The ITCZ metabolites hydroxyitraconazole, keto-itraconazole, and N-desalkyl-itraconazole also inhibit CYP3A4 in vitro, and they may contribute to the overall inhibition of CYP3A4 in vivo if they circulate at sufficiently high concentrations [10, 27]. Although only hydroxyitraconazole was measured in our study, this metabolite might influence the metabolism of tacrolimus via CYP3A4. Moreover, tacrolimus inhibits CYP3A4 and CYP3A5, whereas cyclosporine only inhibits CYP3A4 [28]. Because the inhibition of CYP by tacrolimus is much stronger than that of cyclosporine, the co-administration of CNIs and ITCZ in allogeneic HSCT patients may be easier to manage using cyclosporine rather than tacrolimus.
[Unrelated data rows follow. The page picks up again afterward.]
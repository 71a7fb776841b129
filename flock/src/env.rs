use std::str::FromStr;

use envconfig::Envconfig;
use lazy_static::lazy_static;

lazy_static! {
    pub static ref ENV_VARS: EnvVars = EnvVars::from_env().unwrap();
}

#[derive(Clone, Debug)]
pub struct EnvVars {
    inner: Inner,
}

impl EnvVars {
    pub fn from_env() -> Result<Self, envconfig::Error> {
        let inner = Inner::init_from_env()?;

        Ok(Self { inner })
    }

    /// Log the elapsed time and result size of every resolver operation.
    pub fn log_query_timing(&self) -> bool {
        self.inner.log_query_timing.0
    }

    /// Bypass the request-scoped document cache; every lookup goes to the
    /// store. Observable semantics are unchanged.
    pub fn query_cache_disabled(&self) -> bool {
        self.inner.query_cache_disable.0
    }
}

#[derive(Clone, Debug, Envconfig)]
struct Inner {
    #[envconfig(from = "FLOCK_LOG_QUERY_TIMING", default = "false")]
    log_query_timing: EnvVarBoolean,
    #[envconfig(from = "FLOCK_QUERY_CACHE_DISABLE", default = "false")]
    query_cache_disable: EnvVarBoolean,
}

/// When reading a boolean environment variable, `true` or `1`
/// means true, while `false` or `0` means false.
#[derive(Copy, Clone, Debug)]
struct EnvVarBoolean(pub bool);

impl FromStr for EnvVarBoolean {
    type Err = String;

    fn from_str(s: &str) -> Result<Self, Self::Err> {
        match s {
            "true" | "1" => Ok(Self(true)),
            "false" | "0" => Ok(Self(false)),
            _ => Err("Invalid env. var. flag, expected true / false / 1 / 0".to_string()),
        }
    }
}

#[cfg(test)]
mod tests {
    use super::*;

    #[test]
    fn boolean_flags_parse_the_four_accepted_spellings() {
        for (input, expected) in [("true", true), ("1", true), ("false", false), ("0", false)] {
            assert_eq!(expected, EnvVarBoolean::from_str(input).unwrap().0);
        }

        assert!(EnvVarBoolean::from_str("yes").is_err());
        assert!(EnvVarBoolean::from_str("").is_err());
    }

    #[test]
    fn every_variable_has_a_default() {
        assert!(EnvVars::from_env().is_ok());
    }
}
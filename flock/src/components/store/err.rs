use thiserror::Error;

/// Failure of the backing store itself. These are transport and backend
/// failures; a keyed lookup that finds nothing is `Ok(None)`, never a
/// `StoreError`. The core surfaces these to the caller and never retries.
#[derive(Debug, Error)]
pub enum StoreError {
    #[error("store unavailable: {0:#}")]
    Unavailable(#[source] anyhow::Error),

    #[error("store access denied: {0}")]
    AccessDenied(String),

    #[error("store request timed out")]
    Timeout,
}

impl StoreError {
    /// Returns true if the store could not be reached.
    pub fn is_unavailable(&self) -> bool {
        matches!(self, Self::Unavailable(_))
    }

    /// Returns true if the backend gave up on the request.
    pub fn is_timeout(&self) -> bool {
        matches!(self, Self::Timeout)
    }
}
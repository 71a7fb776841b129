use std::collections::{BTreeMap, HashMap};
use std::sync::atomic::{AtomicUsize, Ordering};

use flock::prelude::*;
use parking_lot::RwLock;

/// An in-memory `DocumentStore`. Documents are keyed by their `id`
/// attribute; reads are counted so tests can assert how many store calls
/// an operation issued.
pub struct InMemoryStore {
    collections: RwLock<HashMap<Collection, BTreeMap<String, Document>>>,
    reads: AtomicUsize,
}

impl InMemoryStore {
    pub fn new() -> Self {
        InMemoryStore {
            collections: RwLock::new(HashMap::new()),
            reads: AtomicUsize::new(0),
        }
    }

    /// Insert (or replace) a document. The document must carry a string
    /// `id` attribute.
    pub fn insert(&self, collection: Collection, document: Document) {
        let id = document
            .id()
            .expect("documents in the mock store need a string `id`")
            .to_owned();
        self.collections
            .write()
            .entry(collection)
            .or_default()
            .insert(id, document);
    }

    /// How many `get`/`find` calls this store has served.
    pub fn read_count(&self) -> usize {
        self.reads.load(Ordering::SeqCst)
    }
}

impl Default for InMemoryStore {
    fn default() -> Self {
        Self::new()
    }
}

#[async_trait]
impl DocumentStore for InMemoryStore {
    async fn get(&self, key: &DocumentKey) -> Result<Option<Document>, StoreError> {
        self.reads.fetch_add(1, Ordering::SeqCst);
        Ok(self
            .collections
            .read()
            .get(&key.collection)
            .and_then(|docs| docs.get(&key.id))
            .cloned())
    }

    async fn find(&self, query: DocumentQuery) -> Result<Vec<Document>, StoreError> {
        self.reads.fetch_add(1, Ordering::SeqCst);
        let collections = self.collections.read();
        let docs = collections
            .get(&query.collection)
            .map(|docs| docs.values())
            .into_iter()
            .flatten();
        Ok(match &query.filter {
            Some(filter) => docs.filter(|doc| filter.matches(doc)).cloned().collect(),
            None => docs.cloned().collect(),
        })
    }
}

/// A store on which every call fails with the configured error. For
/// testing the failure paths of the resolver core.
pub struct FailingStore {
    error: fn() -> StoreError,
}

impl FailingStore {
    pub fn new(error: fn() -> StoreError) -> Self {
        FailingStore { error }
    }
}

#[async_trait]
impl DocumentStore for FailingStore {
    async fn get(&self, _key: &DocumentKey) -> Result<Option<Document>, StoreError> {
        Err((self.error)())
    }

    async fn find(&self, _query: DocumentQuery) -> Result<Vec<Document>, StoreError> {
        Err((self.error)())
    }
}
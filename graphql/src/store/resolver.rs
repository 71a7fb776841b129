use std::time::Instant;

use flock::prelude::*;
use serde::de::DeserializeOwned;

use crate::store::DocumentCache;

/// A resolver that fetches entities and their relations from a
/// `DocumentStore`. One resolver is created per request; its clones share
/// the request-scoped document cache. Each relation is resolved lazily
/// with exactly one store operation, and not-found outcomes stay in the
/// success channel as `Ok(None)`.
#[derive(Clone)]
pub struct StoreResolver {
    logger: Logger,
    store: Arc<dyn DocumentStore>,
    cache: DocumentCache,
}

impl CheapClone for StoreResolver {}

impl StoreResolver {
    pub fn new(logger: &Logger, store: Arc<dyn DocumentStore>) -> Self {
        StoreResolver {
            logger: logger.new(o!("component" => "StoreResolver")),
            store,
            cache: DocumentCache::new(),
        }
    }

    /// Unfiltered scan of the tweet collection. An empty collection yields
    /// an empty list; a store failure surfaces as `StoreQueryError` like
    /// everywhere else.
    pub async fn all_tweets(&self) -> Result<Vec<Tweet>, QueryExecutionError> {
        let start = Instant::now();
        let docs = self
            .store
            .find(DocumentQuery::scan(Collection::Tweets))
            .await?;
        let tweets = self.parse_tweets(docs)?;
        self.log_timing("tweets", tweets.len(), start);
        Ok(tweets)
    }

    /// Resolve `User.tweets`: exactly the tweets whose `userId` equals
    /// `user_id`, in whatever order the store yields them. A user with no
    /// tweets gets an empty list, not an error.
    pub async fn tweets_for_user(
        &self,
        user_id: &str,
    ) -> Result<Vec<Tweet>, QueryExecutionError> {
        let start = Instant::now();
        let query = DocumentQuery::equal(Collection::Tweets, "userId", user_id);
        let docs = self.store.find(query).await?;
        let tweets = self.parse_tweets(docs)?;
        self.log_timing("User.tweets", tweets.len(), start);
        Ok(tweets)
    }

    /// Resolve `Tweet.user` by following the unmodeled foreign key. The
    /// store enforces no referential integrity, so the reference may
    /// dangle; that is `Ok(None)`, distinct from a store failure.
    pub async fn user_for_tweet(
        &self,
        tweet: &Tweet,
    ) -> Result<Option<User>, QueryExecutionError> {
        self.lookup_user("Tweet.user", &tweet.user_id).await
    }

    /// Root-level user lookup. Unlike `user_for_tweet` the id comes from
    /// request input, so it is validated before any store call is issued.
    pub async fn user_by_id(&self, id: &str) -> Result<Option<User>, QueryExecutionError> {
        if id.trim().is_empty() {
            return Err(QueryExecutionError::InvalidArgument {
                field: "id",
                message: "must be a non-empty string".to_owned(),
            });
        }
        self.lookup_user("user", id).await
    }

    async fn lookup_user(
        &self,
        operation: &str,
        id: &str,
    ) -> Result<Option<User>, QueryExecutionError> {
        let start = Instant::now();
        let key = DocumentKey::user(id);
        let user = self
            .cache
            .get_document(self.store.as_ref(), &key)
            .await?
            .map(|doc| parse_entity(Collection::Users, doc))
            .transpose()?;
        self.log_timing(operation, user.is_some() as usize, start);
        Ok(user)
    }

    fn parse_tweets(&self, docs: Vec<Document>) -> Result<Vec<Tweet>, QueryExecutionError> {
        docs.into_iter()
            .map(|doc| {
                self.cache.hydrate(Collection::Tweets, &doc);
                parse_entity(Collection::Tweets, doc)
            })
            .collect()
    }

    fn log_timing(&self, operation: &str, results: usize, start: Instant) {
        if ENV_VARS.log_query_timing() {
            debug!(self.logger, "Query timing";
                "operation" => operation,
                "results" => results,
                "elapsed_ms" => start.elapsed().as_millis() as u64
            );
        }
    }
}

/// Turn a raw document into a typed entity, failing loudly on a document
/// that does not match the declared shape.
fn parse_entity<T: DeserializeOwned>(
    collection: Collection,
    doc: Document,
) -> Result<T, QueryExecutionError> {
    let id = doc.id().unwrap_or("(no id)").to_owned();
    doc.into_entity()
        .map_err(|source| QueryExecutionError::MalformedEntity {
            collection,
            id,
            source,
        })
}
CNIs are also a substrate of P-glycoprotein, and ITCZ is a known potent inhibitor of P-glycoprotein activity, both in vitro and in vivo [29, 30]. P-glycoprotein is a membrane efflux transporter that is normally expressed in human tissues, such as the small intestine, the biliary canalicular front of hepatocytes, and renal proximal tubules [31]. Orally administered ITCZ may also increase the blood concentrations of CNIs by inhibiting P-glycoprotein activity in the small intestine or on the biliary canalicular front of hepatocytes.
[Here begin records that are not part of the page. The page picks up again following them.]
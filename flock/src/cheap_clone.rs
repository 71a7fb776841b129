use std::rc::Rc;
use std::sync::Arc;

/// Things that are fast to clone in the context of an application such as
/// flock. The purpose of this API is to reduce the number of calls to
/// `.clone()` which need to be audited for performance.
///
/// In general, the derived `Clone` for a type is not `CheapClone`; it only
/// is when the type consists of reference-counted handles or other data
/// that is cloned in constant time.
pub trait CheapClone: Clone {
    fn cheap_clone(&self) -> Self {
        self.clone()
    }
}

impl<T: ?Sized> CheapClone for Rc<T> {}
impl<T: ?Sized> CheapClone for Arc<T> {}
impl<T: CheapClone> CheapClone for Option<T> {}
impl CheapClone for slog::Logger {}
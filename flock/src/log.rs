use slog::{o, Drain};

pub fn logger() -> slog::Logger {
    let decorator = slog_term::TermDecorator::new().build();
    let drain = slog_term::CompactFormat::new(decorator).build().fuse();
    let drain = slog_envlogger::new(drain);
    let drain = slog_async::Async::new(drain).build().fuse();
    slog::Logger::root(drain, o!())
}

pub fn guarded_logger() -> (slog::Logger, slog_async::AsyncGuard) {
    let decorator = slog_term::TermDecorator::new().build();
    let drain = slog_term::CompactFormat::new(decorator).build().fuse();
    let (drain, guard) = slog_async::Async::new(drain).build_with_guard();
    (slog::Logger::root(drain.fuse(), o!()), guard)
}

/// A logger that drops everything. Handy in tests.
pub fn discard() -> slog::Logger {
    slog::Logger::root(slog::Discard, o!())
}
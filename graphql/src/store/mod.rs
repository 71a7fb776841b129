mod cache;
mod resolver;

pub use cache::DocumentCache;
pub use resolver::StoreResolver;
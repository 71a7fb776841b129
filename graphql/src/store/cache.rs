use std::collections::HashMap;

use flock::prelude::*;
use parking_lot::Mutex;

/// A request-scoped cache of documents looked up from the store, keyed by
/// `(collection, id)`. Within one response tree the same document is often
/// referenced more than once (many tweets by the same author each resolve
/// `Tweet.user`); the cache makes sure each key is fetched at most once
/// per request.
///
/// An entry of `None` records a confirmed miss, so a dangling reference is
/// also looked up only once. Store errors are never cached. The cache must
/// not outlive a request; the store is treated as externally consistent
/// only for that long.
#[derive(Clone)]
pub struct DocumentCache {
    documents: Arc<Mutex<HashMap<DocumentKey, Option<Document>>>>,
    disabled: bool,
}

impl CheapClone for DocumentCache {}

impl DocumentCache {
    pub fn new() -> Self {
        Self::with_disabled(ENV_VARS.query_cache_disabled())
    }

    fn with_disabled(disabled: bool) -> Self {
        DocumentCache {
            documents: Arc::new(Mutex::new(HashMap::new())),
            disabled,
        }
    }

    /// Read-through point lookup: serve `key` from the cache, or issue one
    /// `store.get` and remember the outcome, present or absent.
    pub async fn get_document(
        &self,
        store: &dyn DocumentStore,
        key: &DocumentKey,
    ) -> Result<Option<Document>, StoreError> {
        if self.disabled {
            return store.get(key).await;
        }

        if let Some(hit) = self.documents.lock().get(key) {
            return Ok(hit.clone());
        }

        let document = store.get(key).await?;
        self.documents
            .lock()
            .insert(key.clone(), document.clone());
        Ok(document)
    }

    /// Feed a document seen in a scan into the cache, so a later keyed
    /// lookup of the same document issues no store call. Documents without
    /// a string `id` cannot be addressed by key and are skipped.
    pub fn hydrate(&self, collection: Collection, document: &Document) {
        if self.disabled {
            return;
        }

        if let Some(id) = document.id() {
            let key = DocumentKey::new(collection, id);
            self.documents
                .lock()
                .entry(key)
                .or_insert_with(|| Some(document.clone()));
        }
    }
}

impl Default for DocumentCache {
    fn default() -> Self {
        Self::new()
    }
}

#[cfg(test)]
mod tests {
    use flock_mock::InMemoryStore;
    use serde_json::json;

    use super::*;

    fn document(value: Value) -> Document {
        match value {
            Value::Object(map) => Document::from(map),
            _ => panic!("test documents must be JSON objects"),
        }
    }

    fn store_with_user() -> InMemoryStore {
        let store = InMemoryStore::new();
        store.insert(
            Collection::Users,
            document(json!({ "id": "u1", "name": "Ada" })),
        );
        store
    }

    #[tokio::test]
    async fn second_lookup_of_the_same_key_hits_the_store_once() {
        let store = store_with_user();
        let cache = DocumentCache::with_disabled(false);
        let key = DocumentKey::user("u1");

        let first = cache.get_document(&store, &key).await.unwrap();
        let second = cache.get_document(&store, &key).await.unwrap();

        assert_eq!(first, second);
        assert!(first.is_some());
        assert_eq!(1, store.read_count());
    }

    #[tokio::test]
    async fn confirmed_misses_are_cached() {
        let store = store_with_user();
        let cache = DocumentCache::with_disabled(false);
        let key = DocumentKey::user("missing");

        assert_eq!(None, cache.get_document(&store, &key).await.unwrap());
        assert_eq!(None, cache.get_document(&store, &key).await.unwrap());
        assert_eq!(1, store.read_count());
    }

    #[tokio::test]
    async fn hydrated_documents_are_served_without_a_store_call() {
        let store = store_with_user();
        let cache = DocumentCache::with_disabled(false);
        let doc = document(json!({ "id": "t1", "userId": "u1" }));

        cache.hydrate(Collection::Tweets, &doc);

        let hit = cache
            .get_document(&store, &DocumentKey::tweet("t1"))
            .await
            .unwrap();
        assert_eq!(Some(doc), hit);
        assert_eq!(0, store.read_count());
    }

    #[tokio::test]
    async fn hydrate_skips_documents_without_a_string_id() {
        let store = store_with_user();
        let cache = DocumentCache::with_disabled(false);

        cache.hydrate(Collection::Tweets, &document(json!({ "likes": 1 })));

        assert_eq!(
            None,
            cache
                .get_document(&store, &DocumentKey::tweet("t1"))
                .await
                .unwrap()
        );
        assert_eq!(1, store.read_count());
    }

    #[tokio::test]
    async fn disabled_cache_goes_to_the_store_every_time() {
        let store = store_with_user();
        let cache = DocumentCache::with_disabled(true);
        let key = DocumentKey::user("u1");

        cache.get_document(&store, &key).await.unwrap();
        cache.get_document(&store, &key).await.unwrap();

        assert_eq!(2, store.read_count());
    }
}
No laboratory abnormalities were observed in the recipients of ITCZ co-administration. Although allogeneic HSCT patients received a loading dose of ITCZ intravenously for 2 days followed by oral treatment with 200 mg of ITCZ, the dose-adjusted C0h values of tacrolimus and cyclosporine were significantly increased from day 3 and then stabilized on day 5 after the start of ITCZ co-administration. Thus, the interactions between the CNIs and ITCZ were observed 3 days after replacement of the oral solution. Because sufficient time may be required for the appearance of drug interactions, the CNI C0h should be monitored daily for at least 5 days after the start of ITCZ co-administration to prevent the occurrence of adverse events. The reduction rate and the time for the single dosage of tacrolimus were significantly greater and faster than that of cyclosporine. These findings also suggest that the magnitude of the drug interaction between orally administered tacrolimus and ITCZ was significantly greater than that between cyclosporine and ITCZ. Further, the therapeutic window of tacrolimus is very narrow, and its target concentration might be too low for it to be adjusted compared to cyclosporine.

It is important to note that this study was performed with a small number of patients. Therefore, our results must be interpreted within the context of this limitation, and further examination with a larger sample size to corroborate our current findings is necessary.